Extracted data entries:
···

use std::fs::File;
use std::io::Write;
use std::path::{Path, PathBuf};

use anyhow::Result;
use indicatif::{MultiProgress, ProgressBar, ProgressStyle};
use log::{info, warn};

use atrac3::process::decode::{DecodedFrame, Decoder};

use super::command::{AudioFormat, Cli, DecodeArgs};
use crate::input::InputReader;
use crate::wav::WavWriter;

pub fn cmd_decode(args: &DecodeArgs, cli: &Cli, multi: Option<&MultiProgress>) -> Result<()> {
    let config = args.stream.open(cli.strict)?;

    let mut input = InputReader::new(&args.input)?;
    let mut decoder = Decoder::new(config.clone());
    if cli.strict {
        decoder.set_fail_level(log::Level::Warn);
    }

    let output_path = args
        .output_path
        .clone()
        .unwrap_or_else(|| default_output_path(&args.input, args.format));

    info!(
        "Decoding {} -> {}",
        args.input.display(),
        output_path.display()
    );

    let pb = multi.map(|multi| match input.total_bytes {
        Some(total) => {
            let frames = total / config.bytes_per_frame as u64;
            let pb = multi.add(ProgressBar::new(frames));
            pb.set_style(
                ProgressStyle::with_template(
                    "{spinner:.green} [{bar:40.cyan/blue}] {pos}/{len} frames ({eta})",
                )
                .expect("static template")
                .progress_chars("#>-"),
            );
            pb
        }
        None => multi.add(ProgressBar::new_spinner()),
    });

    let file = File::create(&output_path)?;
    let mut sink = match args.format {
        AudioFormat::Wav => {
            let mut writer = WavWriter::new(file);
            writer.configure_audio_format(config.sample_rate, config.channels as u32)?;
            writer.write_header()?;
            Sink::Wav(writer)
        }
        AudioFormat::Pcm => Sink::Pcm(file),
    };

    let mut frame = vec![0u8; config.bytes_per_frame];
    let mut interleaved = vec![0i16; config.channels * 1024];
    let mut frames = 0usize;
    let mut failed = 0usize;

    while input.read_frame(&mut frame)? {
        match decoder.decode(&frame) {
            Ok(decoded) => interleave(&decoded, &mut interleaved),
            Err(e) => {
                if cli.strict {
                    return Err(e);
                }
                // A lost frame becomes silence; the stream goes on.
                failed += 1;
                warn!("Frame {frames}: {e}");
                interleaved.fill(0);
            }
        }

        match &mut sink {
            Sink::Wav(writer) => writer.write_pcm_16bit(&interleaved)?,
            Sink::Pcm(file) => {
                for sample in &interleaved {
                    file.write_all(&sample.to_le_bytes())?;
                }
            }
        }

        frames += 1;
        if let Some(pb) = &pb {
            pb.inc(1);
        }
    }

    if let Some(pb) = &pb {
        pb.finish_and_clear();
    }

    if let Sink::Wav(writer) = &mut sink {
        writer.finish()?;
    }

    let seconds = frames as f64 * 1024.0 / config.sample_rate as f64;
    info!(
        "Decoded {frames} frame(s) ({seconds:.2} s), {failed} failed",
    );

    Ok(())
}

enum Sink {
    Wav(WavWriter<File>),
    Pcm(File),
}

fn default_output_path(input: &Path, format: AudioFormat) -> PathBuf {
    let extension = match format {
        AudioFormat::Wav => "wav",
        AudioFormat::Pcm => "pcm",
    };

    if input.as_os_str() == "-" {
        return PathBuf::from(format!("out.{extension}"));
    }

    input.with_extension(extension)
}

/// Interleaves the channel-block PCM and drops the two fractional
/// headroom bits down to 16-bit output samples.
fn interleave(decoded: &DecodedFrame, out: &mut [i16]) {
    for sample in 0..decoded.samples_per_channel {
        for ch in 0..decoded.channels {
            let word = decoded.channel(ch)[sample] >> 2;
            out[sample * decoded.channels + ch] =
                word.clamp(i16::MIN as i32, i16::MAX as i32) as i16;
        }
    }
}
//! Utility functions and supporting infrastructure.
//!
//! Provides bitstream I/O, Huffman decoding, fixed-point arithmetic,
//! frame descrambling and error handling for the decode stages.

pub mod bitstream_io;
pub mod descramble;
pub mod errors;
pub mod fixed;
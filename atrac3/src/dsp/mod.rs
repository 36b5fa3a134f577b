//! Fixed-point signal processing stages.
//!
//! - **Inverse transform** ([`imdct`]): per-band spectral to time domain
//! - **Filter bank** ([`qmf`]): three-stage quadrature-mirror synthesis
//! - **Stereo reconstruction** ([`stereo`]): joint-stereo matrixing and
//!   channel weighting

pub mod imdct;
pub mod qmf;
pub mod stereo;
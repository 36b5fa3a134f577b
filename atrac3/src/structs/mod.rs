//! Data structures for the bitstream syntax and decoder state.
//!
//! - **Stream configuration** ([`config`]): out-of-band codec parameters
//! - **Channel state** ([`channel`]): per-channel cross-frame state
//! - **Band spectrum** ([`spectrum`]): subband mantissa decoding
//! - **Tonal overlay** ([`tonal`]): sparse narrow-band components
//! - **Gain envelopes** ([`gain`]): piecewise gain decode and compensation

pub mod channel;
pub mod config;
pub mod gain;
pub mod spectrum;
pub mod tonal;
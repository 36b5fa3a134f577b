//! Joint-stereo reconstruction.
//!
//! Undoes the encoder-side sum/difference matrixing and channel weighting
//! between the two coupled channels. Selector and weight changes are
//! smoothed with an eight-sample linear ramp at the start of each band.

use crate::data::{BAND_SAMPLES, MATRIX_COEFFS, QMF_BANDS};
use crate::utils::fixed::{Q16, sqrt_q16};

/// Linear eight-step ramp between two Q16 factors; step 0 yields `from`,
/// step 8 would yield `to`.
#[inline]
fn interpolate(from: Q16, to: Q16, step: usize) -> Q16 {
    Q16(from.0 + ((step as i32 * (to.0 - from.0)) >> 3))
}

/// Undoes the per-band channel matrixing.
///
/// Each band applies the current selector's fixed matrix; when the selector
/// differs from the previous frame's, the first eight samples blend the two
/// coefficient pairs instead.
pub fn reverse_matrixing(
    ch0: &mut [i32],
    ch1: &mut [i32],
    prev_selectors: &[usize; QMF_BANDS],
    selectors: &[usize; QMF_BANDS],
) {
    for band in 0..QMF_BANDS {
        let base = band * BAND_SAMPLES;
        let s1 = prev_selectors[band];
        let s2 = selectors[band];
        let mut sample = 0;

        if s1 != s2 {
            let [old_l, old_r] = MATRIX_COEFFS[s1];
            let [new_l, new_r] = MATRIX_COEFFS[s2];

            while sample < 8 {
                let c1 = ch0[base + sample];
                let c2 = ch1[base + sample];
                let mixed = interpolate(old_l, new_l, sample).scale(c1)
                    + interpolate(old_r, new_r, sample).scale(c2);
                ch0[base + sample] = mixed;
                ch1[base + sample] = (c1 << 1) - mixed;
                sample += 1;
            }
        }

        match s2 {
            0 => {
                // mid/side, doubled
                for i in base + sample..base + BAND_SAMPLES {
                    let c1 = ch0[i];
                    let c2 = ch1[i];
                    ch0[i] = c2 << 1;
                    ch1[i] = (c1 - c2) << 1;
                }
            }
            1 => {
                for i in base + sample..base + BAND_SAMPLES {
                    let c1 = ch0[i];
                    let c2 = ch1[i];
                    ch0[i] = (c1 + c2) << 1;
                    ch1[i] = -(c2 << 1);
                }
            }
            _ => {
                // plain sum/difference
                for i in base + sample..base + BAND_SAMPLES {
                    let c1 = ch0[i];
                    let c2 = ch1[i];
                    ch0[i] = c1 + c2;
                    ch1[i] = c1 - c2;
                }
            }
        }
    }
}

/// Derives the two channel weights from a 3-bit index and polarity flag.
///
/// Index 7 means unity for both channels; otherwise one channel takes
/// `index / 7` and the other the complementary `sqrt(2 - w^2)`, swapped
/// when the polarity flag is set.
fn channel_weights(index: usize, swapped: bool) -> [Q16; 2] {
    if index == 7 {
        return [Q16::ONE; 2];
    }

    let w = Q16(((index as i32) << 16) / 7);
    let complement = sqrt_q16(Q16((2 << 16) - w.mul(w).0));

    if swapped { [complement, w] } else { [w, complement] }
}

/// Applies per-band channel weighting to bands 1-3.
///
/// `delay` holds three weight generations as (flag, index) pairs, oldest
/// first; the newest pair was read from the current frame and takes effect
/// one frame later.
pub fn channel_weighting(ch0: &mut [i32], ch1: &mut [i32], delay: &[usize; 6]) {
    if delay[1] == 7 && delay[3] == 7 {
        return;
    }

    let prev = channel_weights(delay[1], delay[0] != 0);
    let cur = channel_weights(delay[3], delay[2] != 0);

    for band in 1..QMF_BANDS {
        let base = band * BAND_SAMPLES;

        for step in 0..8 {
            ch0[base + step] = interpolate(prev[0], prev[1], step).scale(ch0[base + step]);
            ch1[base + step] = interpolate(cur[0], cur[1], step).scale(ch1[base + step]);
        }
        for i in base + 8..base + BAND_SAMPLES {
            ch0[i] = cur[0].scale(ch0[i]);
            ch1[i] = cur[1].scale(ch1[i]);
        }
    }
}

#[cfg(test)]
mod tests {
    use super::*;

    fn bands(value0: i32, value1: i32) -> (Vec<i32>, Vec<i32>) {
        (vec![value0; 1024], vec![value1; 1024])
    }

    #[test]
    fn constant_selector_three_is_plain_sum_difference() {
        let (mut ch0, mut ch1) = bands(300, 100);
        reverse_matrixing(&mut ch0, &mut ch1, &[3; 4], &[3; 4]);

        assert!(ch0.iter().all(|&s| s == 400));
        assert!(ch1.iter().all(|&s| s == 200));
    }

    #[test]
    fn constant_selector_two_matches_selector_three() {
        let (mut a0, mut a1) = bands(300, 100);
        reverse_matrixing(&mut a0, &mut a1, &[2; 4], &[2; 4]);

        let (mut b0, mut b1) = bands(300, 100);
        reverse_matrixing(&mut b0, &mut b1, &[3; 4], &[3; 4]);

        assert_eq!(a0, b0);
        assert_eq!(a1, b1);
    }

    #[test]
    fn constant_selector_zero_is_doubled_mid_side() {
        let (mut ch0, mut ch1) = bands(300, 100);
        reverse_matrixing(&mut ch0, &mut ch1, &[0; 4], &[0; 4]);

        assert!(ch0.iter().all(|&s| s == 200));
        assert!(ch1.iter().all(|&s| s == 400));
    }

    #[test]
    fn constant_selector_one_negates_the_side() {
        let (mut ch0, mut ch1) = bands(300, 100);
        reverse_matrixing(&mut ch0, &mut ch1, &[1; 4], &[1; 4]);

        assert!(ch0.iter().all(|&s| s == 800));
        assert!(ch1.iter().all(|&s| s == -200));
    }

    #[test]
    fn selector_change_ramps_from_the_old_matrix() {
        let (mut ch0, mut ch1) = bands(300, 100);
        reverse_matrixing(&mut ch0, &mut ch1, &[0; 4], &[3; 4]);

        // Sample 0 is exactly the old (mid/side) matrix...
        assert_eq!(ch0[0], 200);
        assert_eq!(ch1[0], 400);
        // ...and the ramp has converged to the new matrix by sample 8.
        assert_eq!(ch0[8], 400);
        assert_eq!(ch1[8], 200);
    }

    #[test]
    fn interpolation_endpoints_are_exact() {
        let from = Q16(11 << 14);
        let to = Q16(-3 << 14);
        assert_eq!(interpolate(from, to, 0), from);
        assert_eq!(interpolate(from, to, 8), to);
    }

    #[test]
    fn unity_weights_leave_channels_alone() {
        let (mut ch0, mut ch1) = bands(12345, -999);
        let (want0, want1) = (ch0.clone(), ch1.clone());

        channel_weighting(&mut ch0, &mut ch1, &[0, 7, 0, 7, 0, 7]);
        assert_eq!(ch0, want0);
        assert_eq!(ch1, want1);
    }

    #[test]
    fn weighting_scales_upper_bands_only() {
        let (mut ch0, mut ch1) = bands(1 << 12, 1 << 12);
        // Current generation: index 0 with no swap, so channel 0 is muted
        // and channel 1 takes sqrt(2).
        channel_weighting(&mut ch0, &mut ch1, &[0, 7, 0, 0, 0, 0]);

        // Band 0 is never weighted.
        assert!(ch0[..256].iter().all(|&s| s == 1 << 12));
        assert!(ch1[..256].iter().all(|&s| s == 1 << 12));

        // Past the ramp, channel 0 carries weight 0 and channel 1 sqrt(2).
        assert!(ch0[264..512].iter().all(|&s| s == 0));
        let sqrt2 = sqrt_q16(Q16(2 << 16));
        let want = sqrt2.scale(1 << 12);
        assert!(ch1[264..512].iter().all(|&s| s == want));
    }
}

···

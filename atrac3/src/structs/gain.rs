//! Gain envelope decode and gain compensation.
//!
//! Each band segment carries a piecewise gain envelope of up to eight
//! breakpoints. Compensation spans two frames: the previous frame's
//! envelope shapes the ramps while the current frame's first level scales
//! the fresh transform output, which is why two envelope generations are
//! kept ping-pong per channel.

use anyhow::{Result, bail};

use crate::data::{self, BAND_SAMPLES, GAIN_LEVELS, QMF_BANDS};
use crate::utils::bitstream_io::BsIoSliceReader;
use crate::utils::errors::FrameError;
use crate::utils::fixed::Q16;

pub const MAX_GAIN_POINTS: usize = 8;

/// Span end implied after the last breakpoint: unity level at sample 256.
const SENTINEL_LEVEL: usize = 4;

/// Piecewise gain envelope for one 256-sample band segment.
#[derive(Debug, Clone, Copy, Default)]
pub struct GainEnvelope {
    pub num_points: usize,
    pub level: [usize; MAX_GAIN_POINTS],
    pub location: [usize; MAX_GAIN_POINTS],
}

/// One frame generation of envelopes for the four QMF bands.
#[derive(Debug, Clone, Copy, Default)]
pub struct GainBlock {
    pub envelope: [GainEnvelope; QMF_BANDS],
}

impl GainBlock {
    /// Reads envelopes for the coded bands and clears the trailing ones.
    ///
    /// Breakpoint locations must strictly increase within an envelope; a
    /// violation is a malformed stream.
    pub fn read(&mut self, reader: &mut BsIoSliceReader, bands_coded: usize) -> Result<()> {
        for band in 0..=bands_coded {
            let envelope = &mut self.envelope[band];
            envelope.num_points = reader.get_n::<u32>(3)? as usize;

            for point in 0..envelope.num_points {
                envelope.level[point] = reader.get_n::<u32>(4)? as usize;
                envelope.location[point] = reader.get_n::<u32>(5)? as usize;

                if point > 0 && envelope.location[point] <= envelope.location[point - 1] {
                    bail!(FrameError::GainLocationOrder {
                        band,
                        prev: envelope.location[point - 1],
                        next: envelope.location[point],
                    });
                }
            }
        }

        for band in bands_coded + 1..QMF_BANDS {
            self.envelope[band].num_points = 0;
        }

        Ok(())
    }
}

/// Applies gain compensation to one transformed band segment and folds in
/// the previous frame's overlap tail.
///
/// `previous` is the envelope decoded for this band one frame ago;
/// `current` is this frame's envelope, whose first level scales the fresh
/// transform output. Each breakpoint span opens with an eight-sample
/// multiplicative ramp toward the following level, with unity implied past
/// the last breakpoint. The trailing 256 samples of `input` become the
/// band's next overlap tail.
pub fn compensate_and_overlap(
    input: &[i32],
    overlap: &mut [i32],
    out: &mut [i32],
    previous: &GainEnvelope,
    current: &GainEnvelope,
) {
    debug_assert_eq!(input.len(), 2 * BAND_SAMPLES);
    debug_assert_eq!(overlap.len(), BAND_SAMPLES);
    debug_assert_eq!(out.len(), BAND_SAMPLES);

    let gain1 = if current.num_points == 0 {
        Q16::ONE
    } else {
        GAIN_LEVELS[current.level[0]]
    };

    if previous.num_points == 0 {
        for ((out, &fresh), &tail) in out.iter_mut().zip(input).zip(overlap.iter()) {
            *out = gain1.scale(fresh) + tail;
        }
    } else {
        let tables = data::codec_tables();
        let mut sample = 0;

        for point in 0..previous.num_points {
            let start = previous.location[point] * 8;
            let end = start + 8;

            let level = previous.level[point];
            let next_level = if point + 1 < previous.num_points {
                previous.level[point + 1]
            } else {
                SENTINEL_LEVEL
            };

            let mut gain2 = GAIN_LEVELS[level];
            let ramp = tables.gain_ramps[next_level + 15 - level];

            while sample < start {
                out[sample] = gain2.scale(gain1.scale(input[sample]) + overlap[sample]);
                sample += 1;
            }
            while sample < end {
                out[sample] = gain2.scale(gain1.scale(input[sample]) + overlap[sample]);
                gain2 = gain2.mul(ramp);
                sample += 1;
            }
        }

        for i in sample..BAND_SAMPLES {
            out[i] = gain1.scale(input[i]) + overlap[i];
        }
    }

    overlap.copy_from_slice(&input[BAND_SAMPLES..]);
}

···

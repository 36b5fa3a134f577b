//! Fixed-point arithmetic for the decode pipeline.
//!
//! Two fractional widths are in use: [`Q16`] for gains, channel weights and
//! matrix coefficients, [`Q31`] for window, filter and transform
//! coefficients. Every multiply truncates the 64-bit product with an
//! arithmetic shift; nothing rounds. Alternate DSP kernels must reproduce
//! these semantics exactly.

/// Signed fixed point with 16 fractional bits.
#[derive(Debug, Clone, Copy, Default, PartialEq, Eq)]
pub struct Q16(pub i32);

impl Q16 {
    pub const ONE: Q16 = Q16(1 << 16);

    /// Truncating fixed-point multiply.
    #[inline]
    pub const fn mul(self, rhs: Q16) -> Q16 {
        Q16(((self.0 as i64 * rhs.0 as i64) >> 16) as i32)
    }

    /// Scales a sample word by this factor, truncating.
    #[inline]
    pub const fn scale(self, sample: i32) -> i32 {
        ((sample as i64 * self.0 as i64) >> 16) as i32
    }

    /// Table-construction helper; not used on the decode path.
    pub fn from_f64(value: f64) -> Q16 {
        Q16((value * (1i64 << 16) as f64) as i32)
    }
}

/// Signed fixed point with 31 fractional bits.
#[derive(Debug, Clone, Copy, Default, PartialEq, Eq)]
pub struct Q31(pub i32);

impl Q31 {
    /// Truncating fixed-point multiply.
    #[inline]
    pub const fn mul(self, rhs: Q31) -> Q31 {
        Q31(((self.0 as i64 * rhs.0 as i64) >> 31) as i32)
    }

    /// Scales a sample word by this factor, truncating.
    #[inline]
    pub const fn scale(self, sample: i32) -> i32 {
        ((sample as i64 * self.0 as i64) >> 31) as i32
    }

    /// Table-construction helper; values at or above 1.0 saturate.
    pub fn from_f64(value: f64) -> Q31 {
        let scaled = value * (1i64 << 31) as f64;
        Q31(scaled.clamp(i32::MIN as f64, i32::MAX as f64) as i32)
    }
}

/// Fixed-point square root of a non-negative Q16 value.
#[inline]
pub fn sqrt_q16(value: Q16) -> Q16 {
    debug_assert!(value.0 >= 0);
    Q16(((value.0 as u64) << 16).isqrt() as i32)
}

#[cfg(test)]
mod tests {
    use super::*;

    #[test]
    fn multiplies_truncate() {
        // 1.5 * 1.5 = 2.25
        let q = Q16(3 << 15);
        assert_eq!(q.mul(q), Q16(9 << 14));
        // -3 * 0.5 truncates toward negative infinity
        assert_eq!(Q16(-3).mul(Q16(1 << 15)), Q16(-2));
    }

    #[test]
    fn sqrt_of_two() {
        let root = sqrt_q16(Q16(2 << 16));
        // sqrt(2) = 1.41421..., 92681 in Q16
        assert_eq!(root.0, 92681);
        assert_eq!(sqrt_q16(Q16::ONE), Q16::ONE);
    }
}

···

> _WORK TO BE COMPLETED_: Could you restate word for word the lines above from the one containing "use std::fs::File;" through the one containing "config.channels as u32)?;", both included, and nothing else?

> _WRITTEN RESPONSE_:
use std::fs::File;
use std::io::Write;
use std::path::{Path, PathBuf};

use anyhow::Result;
use indicatif::{MultiProgress, ProgressBar, ProgressStyle};
use log::{info, warn};

use atrac3::process::decode::{DecodedFrame, Decoder};

use super::command::{AudioFormat, Cli, DecodeArgs};
use crate::input::InputReader;
use crate::wav::WavWriter;

pub fn cmd_decode(args: &DecodeArgs, cli: &Cli, multi: Option<&MultiProgress>) -> Result<()> {
    let config = args.stream.open(cli.strict)?;

    let mut input = InputReader::new(&args.input)?;
    let mut decoder = Decoder::new(config.clone());
    if cli.strict {
        decoder.set_fail_level(log::Level::Warn);
    }

    let output_path = args
        .output_path
        .clone()
        .unwrap_or_else(|| default_output_path(&args.input, args.format));

    info!(
        "Decoding {} -> {}",
        args.input.display(),
        output_path.display()
    );

    let pb = multi.map(|multi| match input.total_bytes {
        Some(total) => {
            let frames = total / config.bytes_per_frame as u64;
            let pb = multi.add(ProgressBar::new(frames));
            pb.set_style(
                ProgressStyle::with_template(
                    "{spinner:.green} [{bar:40.cyan/blue}] {pos}/{len} frames ({eta})",
                )
                .expect("static template")
                .progress_chars("#>-"),
            );
            pb
        }
        None => multi.add(ProgressBar::new_spinner()),
    });

    let file = File::create(&output_path)?;
    let mut sink = match args.format {
        AudioFormat::Wav => {
            let mut writer = WavWriter::new(file);
            writer.configure_audio_format(config.sample_rate, config.channels as u32)?;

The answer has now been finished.